Specifically, there's a mod that allows you to define a regex to match against rather than anything else, so that you can declare multiple variations through a regex rather than multiple discrete answers. Effective? Certainly. Intuitive? Not so much.

Norodo

  • Oh you Baidu, so randumb. (60 sites being indexed at once? Jeez)
  • Posts: 469
Re: Another reason to dislike reCaptcha
« Reply #11, on April 4th, 2012, 05:39 PM »
I have serious problems making regexes (see: any .htaccess I ever created). I would assume this goes for 99% of all admins too, or maybe I'm just daft. Regexes scare me, anyway.

Arantor

  • As powerful as possible, as complex as necessary.
  • Posts: 14,278
Re: Another reason to dislike reCaptcha
« Reply #12, on April 4th, 2012, 05:42 PM »
They're a complex beast. I wouldn't say I've mastered them, but I do know how to wield them for general cases (Nao's the regexpert around here), so I'm not fearful of using them, though I can readily see how others might be.

nend

  • When is a theme, no longer what it was when installed?
  • Posts: 165
Re: Another reason to dislike reCaptcha
« Reply #13, on April 5th, 2012, 07:27 PM »
I don't mind reCaptcha, but it shouldn't be the only line of defense. You have to consider what reCaptcha was designed for and that is what Google is using it for. IMHO it wasn't really designed to be a captcha but a decipher system, captcha just came second nature.

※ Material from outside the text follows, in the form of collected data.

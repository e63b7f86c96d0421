//! Request extractors for credentials and client fingerprints.

use std::convert::Infallible;
use std::net::SocketAddr;

use axum::Json;
use axum::extract::rejection::JsonRejection;
use axum::extract::{ConnectInfo, FromRequest, FromRequestParts, Request};
use axum::http::{HeaderMap, header, request::Parts};
use keyward_auth::AuthError;
use keyward_auth::types::Fingerprint;

use crate::error::ApiError;

/// Raw `Authorization` header value.
///
/// Only presence is checked here; the session service parses the scheme.
#[derive(Debug, Clone)]
pub struct Authorization(pub String);

impl<S> FromRequestParts<S> for Authorization
where
    S: Send + Sync,
{
    type Rejection = ApiError;

    async fn from_request_parts(parts: &mut Parts, _state: &S) -> Result<Self, Self::Rejection> {
        parts
            .headers
            .get(header::AUTHORIZATION)
            .and_then(|value| value.to_str().ok())
            .map(|value| Self(value.to_string()))
            .ok_or_else(|| ApiError(AuthError::unauthenticated("missing authorization header")))
    }
}

/// `User-Agent` and originating address as sent, possibly missing.
///
/// The address is the first `X-Forwarded-For` entry, else the peer address.
#[derive(Debug, Clone, Default)]
pub struct ClientMetadata {
    pub user_agent: Option<String>,
    pub source_ip: Option<String>,
}

impl ClientMetadata {
    fn from_parts(parts: &Parts) -> Self {
        let user_agent = parts
            .headers
            .get(header::USER_AGENT)
            .and_then(|value| value.to_str().ok())
            .map(str::to_string);

        let peer = parts
            .extensions
            .get::<ConnectInfo<SocketAddr>>()
            .map(|ConnectInfo(addr)| addr.ip().to_string());

        Self {
            user_agent,
            source_ip: forwarded_for(&parts.headers).or(peer),
        }
    }

    /// Validates the metadata into a fingerprint.
    pub fn fingerprint(&self) -> Result<Fingerprint, AuthError> {
        Fingerprint::from_parts(self.user_agent.as_deref(), self.source_ip.as_deref())
    }
}

impl<S> FromRequestParts<S> for ClientMetadata
where
    S: Send + Sync,
{
    type Rejection = Infallible;

    async fn from_request_parts(parts: &mut Parts, _state: &S) -> Result<Self, Self::Rejection> {
        Ok(Self::from_parts(parts))
    }
}

/// Client fingerprint: `User-Agent` plus the originating address.
#[derive(Debug, Clone)]
pub struct ClientFingerprint(pub Fingerprint);

impl<S> FromRequestParts<S> for ClientFingerprint
where
    S: Send + Sync,
{
    type Rejection = ApiError;

    async fn from_request_parts(parts: &mut Parts, _state: &S) -> Result<Self, Self::Rejection> {
        ClientMetadata::from_parts(parts)
            .fingerprint()
            .map(Self)
            .map_err(ApiError)
    }
}

/// JSON request body whose rejections use the API error format.
#[derive(Debug, Clone)]
pub struct JsonBody<T>(pub T);

impl<S, T> FromRequest<S> for JsonBody<T>
where
    Json<T>: FromRequest<S, Rejection = JsonRejection>,
    S: Send + Sync,
{
    type Rejection = ApiError;

    async fn from_request(req: Request, state: &S) -> Result<Self, Self::Rejection> {
        let Json(value) = Json::<T>::from_request(req, state).await.map_err(|e| {
            ApiError(AuthError::invalid_argument(format!(
                "invalid request body: {}",
                e.body_text()
            )))
        })?;
        Ok(Self(value))
    }
}

/// First entry of `X-Forwarded-For`: "client, proxy1, proxy2".
pub fn forwarded_for(headers: &HeaderMap) -> Option<String> {
    headers
        .get("x-forwarded-for")
        .and_then(|value| value.to_str().ok())
        .and_then(|value| value.split(',').next())
        .map(str::trim)
        .filter(|ip| !ip.is_empty())
        .map(str::to_string)
}
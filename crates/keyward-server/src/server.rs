use std::net::SocketAddr;
use std::time::Duration;

use axum::{
    BoxError, Json, Router,
    error_handling::HandleErrorLayer,
    http::StatusCode,
    response::IntoResponse,
    routing::{get, post},
};
use keyward_auth::SessionService;
use serde_json::json;
use tower::ServiceBuilder;
use tower_http::trace::TraceLayer;

use crate::config::KeywardConfig;
use crate::handlers;

#[derive(Clone)]
pub struct AppState {
    pub service: SessionService,
}

pub fn build_app(service: SessionService, request_timeout: Duration) -> Router {
    Router::new()
        .route("/healthz", get(handlers::healthz))
        .route("/v1/users", post(handlers::register))
        .route("/v1/tokens", post(handlers::issue))
        .route("/v1/tokens/refresh", post(handlers::refresh))
        .route("/v1/identity", get(handlers::identity))
        .route("/v1/logout", post(handlers::logout))
        .with_state(AppState { service })
        .layer(
            ServiceBuilder::new()
                .layer(HandleErrorLayer::new(handle_middleware_error))
                .timeout(request_timeout),
        )
        .layer(
            TraceLayer::new_for_http()
                .make_span_with(|req: &axum::http::Request<_>| {
                    use tracing::field::Empty;
                    tracing::info_span!(
                        "http.request",
                        http.method = %req.method(),
                        http.target = %req.uri().path(),
                        http.status_code = Empty,
                    )
                })
                .on_response(
                    |res: &axum::http::Response<_>, latency: Duration, span: &tracing::Span| {
                        span.record(
                            "http.status_code",
                            tracing::field::display(res.status().as_u16()),
                        );
                        tracing::info!(
                            http.status = %res.status().as_u16(),
                            elapsed_ms = %latency.as_millis(),
                            "request handled"
                        );
                    },
                ),
        )
}

async fn handle_middleware_error(err: BoxError) -> impl IntoResponse {
    if err.is::<tower::timeout::error::Elapsed>() {
        tracing::warn!("request timed out");
        (
            StatusCode::REQUEST_TIMEOUT,
            Json(json!({"error": "timeout", "message": "request timed out"})),
        )
    } else {
        tracing::error!(error = %err, "middleware error");
        (
            StatusCode::INTERNAL_SERVER_ERROR,
            Json(json!({"error": "internal", "message": "internal server error"})),
        )
    }
}

pub struct KeywardServer {
    addr: SocketAddr,
    app: Router,
}

pub struct ServerBuilder {
    addr: SocketAddr,
    request_timeout: Duration,
}

impl ServerBuilder {
    pub fn new(config: &KeywardConfig) -> Self {
        Self {
            addr: config.addr(),
            request_timeout: config.server.request_timeout,
        }
    }

    pub fn with_addr(mut self, addr: SocketAddr) -> Self {
        self.addr = addr;
        self
    }

    pub fn build(self, service: SessionService) -> KeywardServer {
        KeywardServer {
            addr: self.addr,
            app: build_app(service, self.request_timeout),
        }
    }
}

impl KeywardServer {
    pub async fn run(self) -> anyhow::Result<()> {
        let listener = tokio::net::TcpListener::bind(self.addr).await?;
        tracing::info!("listening on {}", self.addr);
        axum::serve(
            listener,
            self.app
                .into_make_service_with_connect_info::<SocketAddr>(),
        )
        .with_graceful_shutdown(shutdown_signal())
        .await?;
        Ok(())
    }
}

async fn shutdown_signal() {
    let _ = tokio::signal::ctrl_c().await;
    tracing::info!("shutdown signal received");
}
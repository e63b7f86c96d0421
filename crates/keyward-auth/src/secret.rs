//! Refresh secret hashing.
//!
//! Sessions persist only a PHC-formatted Argon2id hash of their refresh
//! secret. Each hash carries its own random salt, so two sessions holding the
//! same plaintext (which the generator never produces) still hash differently.

use argon2::{
    Argon2,
    password_hash::{PasswordHash, PasswordHasher, PasswordVerifier, SaltString, rand_core::OsRng},
};

/// Hashes a refresh secret for storage.
///
/// # Errors
///
/// Returns `argon2::password_hash::Error` if hashing fails.
///
/// # Example
///
/// ```
/// use keyward_auth::secret::{hash_refresh_secret, verify_refresh_secret};
///
/// let hash = hash_refresh_secret("c2VjcmV0").unwrap();
/// assert!(hash.starts_with("$argon2id$"));
/// assert!(verify_refresh_secret("c2VjcmV0", &hash).unwrap());
/// ```
pub fn hash_refresh_secret(secret: &str) -> Result<String, argon2::password_hash::Error> {
    let salt = SaltString::generate(&mut OsRng);
    let hash = Argon2::default().hash_password(secret.as_bytes(), &salt)?;
    Ok(hash.to_string())
}

/// Checks a presented refresh secret against a stored hash.
///
/// Returns `Ok(false)` on mismatch. An error means the stored hash itself is
/// unreadable.
///
/// # Errors
///
/// Returns `argon2::password_hash::Error` if `hash` is not a valid PHC string.
pub fn verify_refresh_secret(secret: &str, hash: &str) -> Result<bool, argon2::password_hash::Error> {
    let parsed = PasswordHash::new(hash)?;
    Ok(Argon2::default()
        .verify_password(secret.as_bytes(), &parsed)
        .is_ok())
}
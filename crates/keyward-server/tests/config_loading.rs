use std::{env, fs, time::Duration};

use keyward_server::config::loader::load_config;
use keyward_server::config::{RevocationBackend, StorageBackend};

#[test]
fn config_file_env_overrides_and_validation() {
    let dir = tempfile::tempdir().expect("tmp dir");
    let path = dir.path().join("keyward.toml");

    let toml_content = r#"
[server]
host = "127.0.0.1"
port = 9090
request_timeout = "10s"

[auth]
secret_key = "file-secret-file-secret-file-secret-00"
access_token_lifetime = "5m"
refresh_token_lifetime = "24h"

[storage]
backend = "memory"

[revocation]
backend = "redis"

[revocation.redis]
url = "redis://127.0.0.1:6379"

[notifications]
webhook_url = "http://127.0.0.1:9999/hooks"

[logging]
level = "debug"

[maintenance]
session_cleanup_interval = "0s"
"#;
    fs::write(&path, toml_content).expect("write toml");

    // 1) File values are read
    let cfg = load_config(path.to_str()).expect("should parse config");
    assert_eq!(cfg.server.port, 9090);
    assert_eq!(cfg.server.request_timeout, Duration::from_secs(10));
    assert_eq!(cfg.auth.access_token_lifetime, Duration::from_secs(300));
    assert_eq!(cfg.auth.refresh_token_lifetime, Duration::from_secs(24 * 3600));
    assert_eq!(cfg.storage.backend, StorageBackend::Memory);
    assert_eq!(cfg.revocation.backend, RevocationBackend::Redis);
    assert!(cfg.notifications.is_enabled());
    assert!(cfg.maintenance.session_cleanup_interval.is_zero());

    // 2) Env overrides win over the file
    unsafe {
        env::set_var("KEYWARD__SERVER__PORT", "9191");
        env::set_var("KEYWARD__AUTH__SECRET_KEY", "env-secret-env-secret-env-secret-0000");
    }
    let cfg_env = load_config(path.to_str()).expect("should parse config with env overrides");
    assert_eq!(cfg_env.server.port, 9191);
    assert_eq!(cfg_env.auth.secret_key, "env-secret-env-secret-env-secret-0000");
    unsafe {
        env::remove_var("KEYWARD__SERVER__PORT");
        env::remove_var("KEYWARD__AUTH__SECRET_KEY");
    }

    // 3) A short secret fails validation
    let invalid_path = dir.path().join("invalid.toml");
    fs::write(&invalid_path, "[auth]\nsecret_key = \"short\"\n").expect("write invalid toml");
    let err = load_config(invalid_path.to_str()).expect_err("expected validation error");
    assert!(err.contains("auth config error"), "{err}");

    // 4) An explicit path that does not exist is an error
    let missing = dir.path().join("missing.toml");
    let err = load_config(missing.to_str()).expect_err("expected missing file error");
    assert!(err.contains("config file not found"));
}
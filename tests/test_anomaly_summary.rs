use netpulse::dataset::{KpiStore, ANOMALIES_FILE, MEASUREMENTS_FILE};
use netpulse::tools::{ToolRequest, ToolRunner};
use polars::prelude::*;
use std::path::Path;
use tempfile::TempDir;

fn write_csv(path: &Path, df: &mut DataFrame) {
    let mut file = std::fs::File::create(path).unwrap();
    CsvWriter::new(&mut file).finish(df).unwrap();
}

/// SITE_010 measurements over 2024-01-01..10 with RSRP alternating between
/// -90 and -110 (baseline mean exactly -100). Anomaly rows: three RSRP
/// events (one above, two below baseline, peaking on 2024-01-05), SINR
/// events on the same days plus one outside them, and one DL_Throughput
/// event that belongs to a different group.
fn anomaly_fixture() -> (TempDir, KpiStore) {
    let dir = tempfile::tempdir().unwrap();

    let mut dates: Vec<String> = Vec::new();
    let mut sites: Vec<String> = Vec::new();
    let mut sectors: Vec<String> = Vec::new();
    let mut rsrp: Vec<f64> = Vec::new();
    let mut sinr: Vec<f64> = Vec::new();

    for d in 1..=10u32 {
        dates.push(format!("2024-01-{d:02}"));
        sites.push("SITE_010".to_string());
        sectors.push("SITE_010_SECTOR_A".to_string());
        rsrp.push(if d % 2 == 1 { -90.0 } else { -110.0 });
        sinr.push(5.0 + f64::from(d) * 0.1);
    }

    let mut measurements = df![
        "Date" => dates,
        "Site_ID" => sites,
        "Sector_ID" => sectors,
        "RSRP" => rsrp,
        "SINR" => sinr,
    ]
    .unwrap();
    write_csv(&dir.path().join(MEASUREMENTS_FILE), &mut measurements);

    let mut anomalies = df![
        "Date" => [
            "2024-01-03",
            "2024-01-05",
            "2024-01-05",
            "2024-01-03",
            "2024-01-05",
            "2024-01-20",
            "2024-01-03",
        ],
        "Site_ID" => [
            "SITE_010", "SITE_010", "SITE_010", "SITE_010", "SITE_010", "SITE_010", "SITE_010",
        ],
        "Sector_ID" => [
            "SITE_010_SECTOR_A",
            "SITE_010_SECTOR_A",
            "SITE_010_SECTOR_A",
            "SITE_010_SECTOR_A",
            "SITE_010_SECTOR_A",
            "SITE_010_SECTOR_A",
            "SITE_010_SECTOR_A",
        ],
        "KPI" => [
            "RSRP", "RSRP", "RSRP", "SINR", "SINR", "SINR", "DL_Throughput",
        ],
        "Value" => [-80.0, -120.0, -125.0, 2.0, 1.0, 9.5, 40.0],
    ]
    .unwrap();
    write_csv(&dir.path().join(ANOMALIES_FILE), &mut anomalies);

    let store = KpiStore::new(dir.path());
    (dir, store)
}

#[test]
fn rsrp_summary_reports_counts_baseline_and_partitions() {
    let (_dir, store) = anomaly_fixture();
    let report = ToolRunner::new(store).run(ToolRequest::KpiAnomalies {
        kpi_name: "RSRP".to_string(),
        site_id: None,
        sector_id: None,
        start_date: None,
        end_date: None,
    });

    assert!(report.contains("**Anomaly Summary for KPI: `RSRP`**"), "{report}");
    assert!(report.contains("Total anomalies detected: **3**"), "{report}");
    assert!(report.contains("Baseline average of `RSRP`: **-100.00**"), "{report}");
    assert!(report.contains("Avg anomaly value **above** baseline: **-80.00**"), "{report}");
    assert!(report.contains("Avg anomaly value **below** baseline: **-122.50**"), "{report}");
    assert!(report.contains("- Group: **Signal**"), "{report}");
    assert!(report.contains("- Related KPIs: RSRP, SINR"), "{report}");
    assert!(
        report.contains("Most anomalies for `RSRP` occurred on **2024-01-05** with **2 anomalies**."),
        "{report}"
    );
}

#[test]
fn co_occurrence_counts_same_group_kpis_only() {
    let (_dir, store) = anomaly_fixture();
    let report = ToolRunner::new(store).run(ToolRequest::KpiAnomalies {
        kpi_name: "RSRP".to_string(),
        site_id: None,
        sector_id: None,
        start_date: None,
        end_date: None,
    });

    // SINR anomalies land on both RSRP anomaly days; the 2024-01-20 event
    // and the latency-group DL_Throughput event must not be counted
    assert!(report.contains("- `SINR`: 2 times"), "{report}");
    assert!(!report.contains("`DL_Throughput`:"), "{report}");
}

#[test]
fn zero_anomaly_rows_yield_exactly_the_no_anomaly_report() {
    let (_dir, store) = anomaly_fixture();
    let report = ToolRunner::new(store).run(ToolRequest::KpiAnomalies {
        kpi_name: "Call_Drop_Rate".to_string(),
        site_id: None,
        sector_id: None,
        start_date: None,
        end_date: None,
    });
    assert_eq!(
        report,
        "No anomaly data found for `Call_Drop_Rate` with given filters."
    );
}

#[test]
fn anomalies_without_base_rows_yield_the_no_base_report() {
    let (_dir, store) = anomaly_fixture();
    // the 2024-01-20 SINR anomaly exists, but no measurement rows fall in
    // this window
    let report = ToolRunner::new(store).run(ToolRequest::KpiAnomalies {
        kpi_name: "SINR".to_string(),
        site_id: Some("SITE_010".to_string()),
        sector_id: None,
        start_date: Some("2024-01-20".to_string()),
        end_date: Some("2024-01-25".to_string()),
    });
    assert_eq!(report, "No base KPI data found to compare anomalies.");
}

#[test]
fn entity_filter_excludes_other_sites() {
    let (_dir, store) = anomaly_fixture();
    let report = ToolRunner::new(store).run(ToolRequest::KpiAnomalies {
        kpi_name: "RSRP".to_string(),
        site_id: Some("SITE_099".to_string()),
        sector_id: None,
        start_date: None,
        end_date: None,
    });
    assert_eq!(
        report,
        "No anomaly data found for `RSRP` with given filters."
    );
}

#[test]
fn anomaly_summary_is_idempotent() {
    let (_dir, store) = anomaly_fixture();
    let runner = ToolRunner::new(store);
    let request = || ToolRequest::KpiAnomalies {
        kpi_name: "RSRP".to_string(),
        site_id: Some("SITE_010".to_string()),
        sector_id: Some("SITE_010_SECTOR_A".to_string()),
        start_date: Some("2024-01-01".to_string()),
        end_date: Some("2024-02-29".to_string()),
    };
    assert_eq!(runner.run(request()), runner.run(request()));
}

However on a second note, how about a captcha question system. The question and instructions will be generated like a captcha, so the bot will have to decipher the question and answer it too, lol.

IMHO though, most bots I have seen get through most security lately are not bots but people. They create a account and get it unlocked for the bots to use it later. You can captcha the post maybe, allot of junk though just to keep a few bots out. :whistle:

Arantor

  • As powerful as possible, as complex as necessary.
  • Posts: 14,278
Re: Another reason to dislike reCaptcha
« Reply #14, on April 5th, 2012, 07:45 PM »
That's part of the problem, it's been billed as a 'magic bullet' back from its Carnegie Mellon days, back when it actually was pretty much a magic bullet. Now, of course, it's long since been beaten.
Quote
However on a second note, how about a captcha question system. The question and instructions will be generated like a captcha, so the bot will have to decipher the question and answer it too, lol.
If you mean putting both the instructions and puzzle in the image, surely that will be even worse for usability than just having the puzzle in an image? (Note that bots were breaking reCaptcha by its audio puzzle for a while because that was easier!)
Quote
IMHO though, most bots I have seen get through most security lately are not bots but people. They create a account and get it unlocked for the bots to use it later. You can captcha the post maybe, allot of junk though just to keep a few bots out.
That's nothing new, especially given the CAPTCHA-solving farms. This is partly why I made animated CAPTCHAs, so that CAPTCHA farms would take a little longer to beat them.

But a CAPTCHA is not really a solution and hasn't been for a while; it's a simple automated defence - but a proper defence does involve better things like having Q&A.